Comparison of CYP101 active site from PDB structure 3CPP (ref. ¹⁵), left, and structure identified after 151 ps of restrained molecular dynamics simulation that minimizes ring current shift violations (right). See text for details.

Titration of samples of perdeuterated CYP-S-CO in D₂O with perdeuterated Pdx^r allowed us to observe perturbations to camphor ¹H signals resulting from the formation of the Pdx^r-CYP-S-CO complex without interference from protein ¹H signals. Titration curves derived from chemical shift perturbations were consistent with the K_d for the Pdx^r-CYP-S-CO complex measured previously by our group⁷ and Tosha et al.⁶ indicating that the same event is being monitored. Of the three camphor methyl signals, the most dramatic response to the presence of Pdx^r is observed at the 8-CH₃ resonance, which undergoes an exchange phenomenon that is slow on the chemical shift time scale at 298 K and 14 T magnetic field. The 8-CH₃ resonance does not shift, but broadens drastically, and is essentially undetectable after 0.5 eq. of Pdx^r has been added (Figure 1). At saturating Pdx concentrations, a new resonance at δ = 0.20 ppm appears that gives rise to an NOE cross peak to the 9-CH₃ resonance (Figure 3). The identity of this resonance as 8-CH₃ was confirmed using 8-d₁-camphor. From the difference in chemical shift between the two resonances assigned to the 8-CH₃, the exchange rate must be no greater than 300 s⁻¹ at 298 K. The shift change of the 9-CH₃ signal (which is at fast exchange) gives a lower limit of 150 s⁻¹.

Figure 3.

Region of 600 MHz ¹H NOESY spectra (t_mix=500 ms) showing cross peaks between 9-CH₃ of 1 (vertical axes) and the 8- and 10-CH₃ groups of 1 bound to perdeuterated CYP101-CO. Top spectrum, no Pdx^r, bottom spectrum, 3 eq. of perdeuterated Pdx^r. Sample conditions are the same as in Fig. 1. The signal intensity at the 8-CH₃ is attenuated by deuteration.

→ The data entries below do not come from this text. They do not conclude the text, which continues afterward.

fn convert_advisory(advisory: &RawAdvisory, dep: &Dependency) -> Vulnerability {
    let severity_entries: Vec<(String, String)> = advisory
        .severity
        .iter()
        .map(|s| (s.severity_type.clone(), s.score.clone()))
        .collect();
    let (cvss_score, severity) = derive_severity(
        &severity_entries,
        advisory.database_specific.as_ref(),
        advisory.ecosystem_specific.as_ref(),
    );

    let advisory_url = advisory
        .references
        .iter()
        .find(|r| r.reference_type == "ADVISORY" && !r.url.is_empty())
        .or_else(|| advisory.references.iter().find(|r| !r.url.is_empty()))
        .map(|r| r.url.clone())
        .unwrap_or_else(|| format!("https://osv.dev/vulnerability/{}", advisory.id));

    let cve_ids: Vec<String> = advisory
        .aliases
        .iter()
        .filter(|alias| alias.starts_with("CVE-"))
        .cloned()
        .collect();

    Vulnerability {
        package: dep.name.clone(),
        version: dep.version.clone(),
        ecosystem: dep.ecosystem,
        id: advisory.id.clone(),
        severity,
        cvss_score,
        cve_ids,
        summary: advisory
            .summary
            .clone()
            .unwrap_or_else(|| format!("Vulnerability {}", advisory.id)),
        details: advisory.details.clone().unwrap_or_default(),
        advisory_url,
        fixed_range: fixed_range_for(advisory, &dep.name),
        published: advisory.published,
        modified: advisory.modified,
        aliases: advisory.aliases.clone(),
        immediate_parent: dep.immediate_parent().map(|p| p.to_string()),
    }
}

/// First `fixed` event for the matching affected package, as a range.
fn fixed_range_for(advisory: &RawAdvisory, package: &str) -> Option<String> {
    advisory
        .affected
        .iter()
        .filter(|affected| {
            affected
                .package
                .as_ref()
                .is_none_or(|p| p.name.eq_ignore_ascii_case(package))
        })
        .flat_map(|affected| &affected.ranges)
        .flat_map(|range| &range.events)
        .find_map(|event| event.fixed.as_ref())
        .map(|fixed| format!(">={fixed}"))
}

/// Drop repeated findings for the same advisory on the same package.
fn dedupe_findings(findings: Vec<Vulnerability>) -> Vec<Vulnerability> {
    let mut seen: HashSet<(String, String, String)> = HashSet::new();
    findings
        .into_iter()
        .filter(|v| {
            seen.insert((
                v.id.clone(),
                v.package.clone(),
                v.ecosystem.as_osv_str().to_string(),
            ))
        })
        .collect()
}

For the 10-CH₃ ¹H resonance, only a small difference is seen between the chemical shift in the absence of Pdx and when Pdx is saturating (Δδ_max = +0.05). The line width of the 10-CH₃ remains essentially constant throughout the titration. As reported by Tosha et al.,⁶ the 9-CH₃ ¹H resonance showed a somewhat larger chemical shift change (Δδ_max = −0.24) from 0 to 3 eq. of Pdx with noticeable broadening near the midpoint of the titration. It is interesting that the chemical shifts observed for the methyl groups of 1 at saturating Pdx concentrations are in better agreement with those predicted from the 3CPP structure than in the absence of Pdx (Table I). This suggests to us that the crystallographic structure may better represent the active site conformation selected upon Pdx binding (that is, the enzymatically competent conformation) than the manifold of conformations present in solution in the absence of Pdx. This would also explain why X-ray generated photoelectrons are capable of supporting hydroxylation of 1 in a CYP101 crystal in the absence of effector.¹⁷

The observation of a process at slow exchange on the chemical shift time scale in protein structure is often associated with cis-trans isomerization of a X-Pro peptide linkage.¹⁸ We note that Pro 86 is in close proximity to bound 1 in the active site, and is structurally and spatially adjacent to many of the residues that we observed previously to be affected by the addition of Pdx, including residues in the B' helix and the β3 sheet. Although the Cys 85-Pro 86 peptide bond is in the all-trans conformation in 3CPP, the possibility that it or other proline residues might be capable of cis-trans isomerization in solution should not be discounted. We are currently testing this hypothesis experimentally.